Extraordinary chat with Tony George, SJ, yesterday. He is preparing a paper for a Tukaram symposium at Pune University. He has come up with a wonderfully creative approach.
The background is the usual attitude of Hindus. They feel that people like J.E. Abbott, the one who opened Tukaram to the West, are only subserving their Christian missionary goals. They feel Tukaram opens the way to introducing the gospel in India.
Tony takes a different approach. He begins from Cassirer's idea of 'soul-making.' All great literature is involved in soul-making. Tony's thesis is that the reading of Tukaram contributes to soul-making in the Christian. Abbott, for example, is a Protestant; he does not have much to do or say about the feminine aspects of the Christian mystery, because, being a Protestant, he has no place for Mary. Tukaram, instead, speaks of God as mauli, mother. The Protestant Abbott reading Tukaram is led, therefore, to fill a gap in his own religious experience. The paternal and masculine aspect of God is complemented by the maternal and feminine aspect from Tuka. So soul-making continues.

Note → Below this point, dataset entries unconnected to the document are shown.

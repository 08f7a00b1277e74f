//! Expected part multiset: what a scan session must see before an order may ship.
//!
//! The multiset is derived on demand from the stored order. How it is derived
//! depends on the shape the order was stored in, so derivation sits behind
//! [`ExpectedPartsSource`] and the active implementation is chosen by config.

use std::collections::BTreeMap;
use std::sync::Arc;

use shipcheck_core::{DomainError, DomainResult};

use crate::identifiers::PartNumber;
use crate::order::{Entry, Order};

/// Part number → required copies. Iteration order is by part number.
#[derive(Debug, Clone, Default, PartialEq, Eq)]
pub struct ExpectedParts {
    required: BTreeMap<PartNumber, u32>,
    total: u32,
}

impl ExpectedParts {
    pub fn new() -> Self {
        Self::default()
    }

    /// Require `copies` more of `part`.
    ///
    /// Fails without touching the multiset when a count would overflow `u32`.
    pub fn add(&mut self, part: PartNumber, copies: u32) -> DomainResult<()> {
        if copies == 0 {
            return Ok(());
        }
        let overflow = || {
            DomainError::invariant(format!("required count for part '{part}' overflows"))
        };
        let total = self.total.checked_add(copies).ok_or_else(overflow)?;
        let current = self.required(&part);
        let required = current.checked_add(copies).ok_or_else(overflow)?;

        self.required.insert(part, required);
        self.total = total;
        Ok(())
    }

    /// Copies of `part` required; 0 when the part is not on the order.
    pub fn required(&self, part: &PartNumber) -> u32 {
        self.required.get(part).copied().unwrap_or(0)
    }

    /// Sum of all required copies.
    pub fn total(&self) -> u32 {
        self.total
    }

    pub fn is_empty(&self) -> bool {
        self.total == 0
    }

    pub fn iter(&self) -> impl Iterator<Item = (&PartNumber, u32)> {
        self.required.iter().map(|(p, n)| (p, *n))
    }
}

impl FromIterator<PartNumber> for ExpectedParts {
    /// One copy per item. Counts saturate at `u32::MAX`.
    fn from_iter<I: IntoIterator<Item = PartNumber>>(iter: I) -> Self {
        let mut parts = ExpectedParts::new();
        for p in iter {
            let n = parts.required.entry(p).or_insert(0);
            *n = n.saturating_add(1);
            parts.total = parts.total.saturating_add(1);
        }
        parts
    }
}

/// Derives the expected multiset for an order.
///
/// Errors mean the stored order cannot be verified (e.g. declared quantities
/// that overflow a count); they are never panics.
pub trait ExpectedPartsSource: Send + Sync + core::fmt::Debug {
    fn expected_parts(&self, order: &Order) -> DomainResult<ExpectedParts>;
}

impl<S> ExpectedPartsSource for Arc<S>
where
    S: ExpectedPartsSource + ?Sized,
{
    fn expected_parts(&self, order: &Order) -> DomainResult<ExpectedParts> {
        (**self).expected_parts(order)
    }
}

fn warn_if_inconsistent(order: &Order, idx: usize, entry: &Entry) {
    if !entry.is_consistent() {
        tracing::warn!(
            order_id = %order.id_typed(),
            entry = idx,
            declared = entry.part_number_count,
            listed = entry.part_numbers.len(),
            "entry part count does not match its part numbers; using listed part numbers"
        );
    }
}

/// Nested `entries[].partNumbers[]` shape: every listed part number counts once.
#[derive(Debug, Clone, Copy, Default)]
pub struct FlattenEntries;

impl ExpectedPartsSource for FlattenEntries {
    fn expected_parts(&self, order: &Order) -> DomainResult<ExpectedParts> {
        let mut parts = ExpectedParts::new();
        for (idx, entry) in order.entries().iter().enumerate() {
            warn_if_inconsistent(order, idx, entry);
            for p in &entry.part_numbers {
                parts.add(p.clone(), 1)?;
            }
        }
        Ok(parts)
    }
}

/// Legacy flat `partNumber`/`quantity` shape.
///
/// Flat records load as one entry holding a single part number with
/// `part_number_count = quantity`. An entry whose part numbers are all the same
/// therefore requires `part_number_count` copies; other entries flatten as usual.
#[derive(Debug, Clone, Copy, Default)]
pub struct DeclaredQuantities;

impl ExpectedPartsSource for DeclaredQuantities {
    fn expected_parts(&self, order: &Order) -> DomainResult<ExpectedParts> {
        let mut parts = ExpectedParts::new();
        for (idx, entry) in order.entries().iter().enumerate() {
            match entry.part_numbers.split_first() {
                Some((first, rest)) if rest.iter().all(|p| p == first) => {
                    parts.add(first.clone(), entry.part_number_count).map_err(|e| {
                        tracing::warn!(
                            order_id = %order.id_typed(),
                            entry = idx,
                            declared = entry.part_number_count,
                            "declared quantity cannot be verified"
                        );
                        e
                    })?;
                }
                _ => {
                    warn_if_inconsistent(order, idx, entry);
                    for p in &entry.part_numbers {
                        parts.add(p.clone(), 1)?;
                    }
                }
            }
        }
        Ok(parts)
    }
}

/// Storage schema an order set was written with.
#[derive(Debug, Clone, Copy, PartialEq, Eq, Default)]
pub enum PartsSchema {
    #[default]
    Entries,
    LegacyFlat,
}

impl PartsSchema {
    pub fn source(self) -> Arc<dyn ExpectedPartsSource> {
        match self {
            PartsSchema::Entries => Arc::new(FlattenEntries),
            PartsSchema::LegacyFlat => Arc::new(DeclaredQuantities),
        }
    }
}

impl core::str::FromStr for PartsSchema {
    type Err = DomainError;

    fn from_str(s: &str) -> Result<Self, Self::Err> {
        match s.trim().to_ascii_lowercase().as_str() {
            "entries" => Ok(PartsSchema::Entries),
            "legacy-flat" | "legacy_flat" | "flat" => Ok(PartsSchema::LegacyFlat),
            other => Err(DomainError::validation(format!(
                "unknown parts schema '{other}' (expected 'entries' or 'legacy-flat')"
            ))),
        }
    }
}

The Hindu, on the other hand, might find in the West and in Christianity a better appreciation of the social aspects. It is strange, Tony pointed out, that Tuka, despite calling God mauli, despised women. He thanks God for not giving him the body of a woman, for example. Here is something that Hinduism might learn from Jesus, who manifests a deep and extraordinary respect for women...
Wonderfully fresh and creative approach, one that I found very respectful, and yet talking about what two traditions might learn from one another.